[Saved entries]
================================

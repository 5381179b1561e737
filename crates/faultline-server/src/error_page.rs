use std::any::Any;

use axum::Json;
use axum::response::{IntoResponse, Response};
use http::StatusCode;
use serde::Serialize;

/// Body the transport layer renders when nothing else produced one
#[derive(Debug, Clone, Copy)]
pub struct ErrorPage {
    include_message: bool,
}

#[derive(Debug, Serialize)]
struct ErrorPageBody<'a> {
    status: u16,
    error: &'a str,
    #[serde(skip_serializing_if = "Option::is_none")]
    path: Option<&'a str>,
    #[serde(skip_serializing_if = "Option::is_none")]
    message: Option<&'a str>,
}

impl ErrorPage {
    pub const fn new(include_message: bool) -> Self {
        Self { include_message }
    }

    /// Render the page for `status`
    ///
    /// `message` is dropped unless the page is configured to include it, and
    /// always for server errors.
    pub fn render(self, status: StatusCode, path: Option<&str>, message: Option<&str>) -> Response {
        let body = ErrorPageBody {
            status: status.as_u16(),
            error: status.canonical_reason().unwrap_or("Unknown Status"),
            path,
            message: message.filter(|_| self.include_message && !status.is_server_error()),
        };

        (status, Json(body)).into_response()
    }
}

/// Response for a handler or resolution function that panicked
#[allow(clippy::needless_pass_by_value)]
pub fn panic_response(panic: Box<dyn Any + Send + 'static>) -> Response {
    let detail = panic
        .downcast_ref::<&str>()
        .map(ToString::to_string)
        .or_else(|| panic.downcast_ref::<String>().cloned())
        .unwrap_or_default();

    tracing::error!(panic = %detail, "request handling panicked");

    ErrorPage::new(false).render(StatusCode::INTERNAL_SERVER_ERROR, None, None)
}

#[cfg(test)]
mod tests {
    use super::*;

    async fn body_json(response: Response) -> serde_json::Value {
        let bytes = axum::body::to_bytes(response.into_body(), 4096).await.unwrap();
        serde_json::from_slice(&bytes).unwrap()
    }

    #[tokio::test]
    async fn message_hidden_by_default() {
        let response = ErrorPage::new(false).render(StatusCode::BAD_REQUEST, Some("/api/members/bad"), Some("bad id"));

        assert_eq!(response.status(), StatusCode::BAD_REQUEST);
        assert_eq!(
            body_json(response).await,
            serde_json::json!({ "status": 400, "error": "Bad Request", "path": "/api/members/bad" })
        );
    }

    #[tokio::test]
    async fn message_included_when_configured() {
        let response = ErrorPage::new(true).render(StatusCode::BAD_REQUEST, Some("/api/members/bad"), Some("bad id"));

        let body = body_json(response).await;
        assert_eq!(body["message"], "bad id");
    }

    #[tokio::test]
    async fn server_error_pages_never_show_message() {
        let response = ErrorPage::new(true).render(
            StatusCode::INTERNAL_SERVER_ERROR,
            Some("/api/members/ex"),
            Some("invalid user"),
        );

        assert_eq!(
            body_json(response).await,
            serde_json::json!({ "status": 500, "error": "Internal Server Error", "path": "/api/members/ex" })
        );
    }

    #[tokio::test]
    async fn panic_renders_generic_500() {
        let response = panic_response(Box::new("resolution function exploded"));

        assert_eq!(response.status(), StatusCode::INTERNAL_SERVER_ERROR);
        let body = body_json(response).await;
        assert_eq!(body, serde_json::json!({ "status": 500, "error": "Internal Server Error" }));
    }
}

================================

Exercise prompt: Search the data above for the string "Option" and report each line that holds it.

Result below:
    #[serde(skip_serializing_if = "Option::is_none")]
    path: Option<&'a str>,
    #[serde(skip_serializing_if = "Option::is_none")]
    message: Option<&'a str>,
    pub fn render(self, status: StatusCode, path: Option<&str>, message: Option<&str>) -> Response {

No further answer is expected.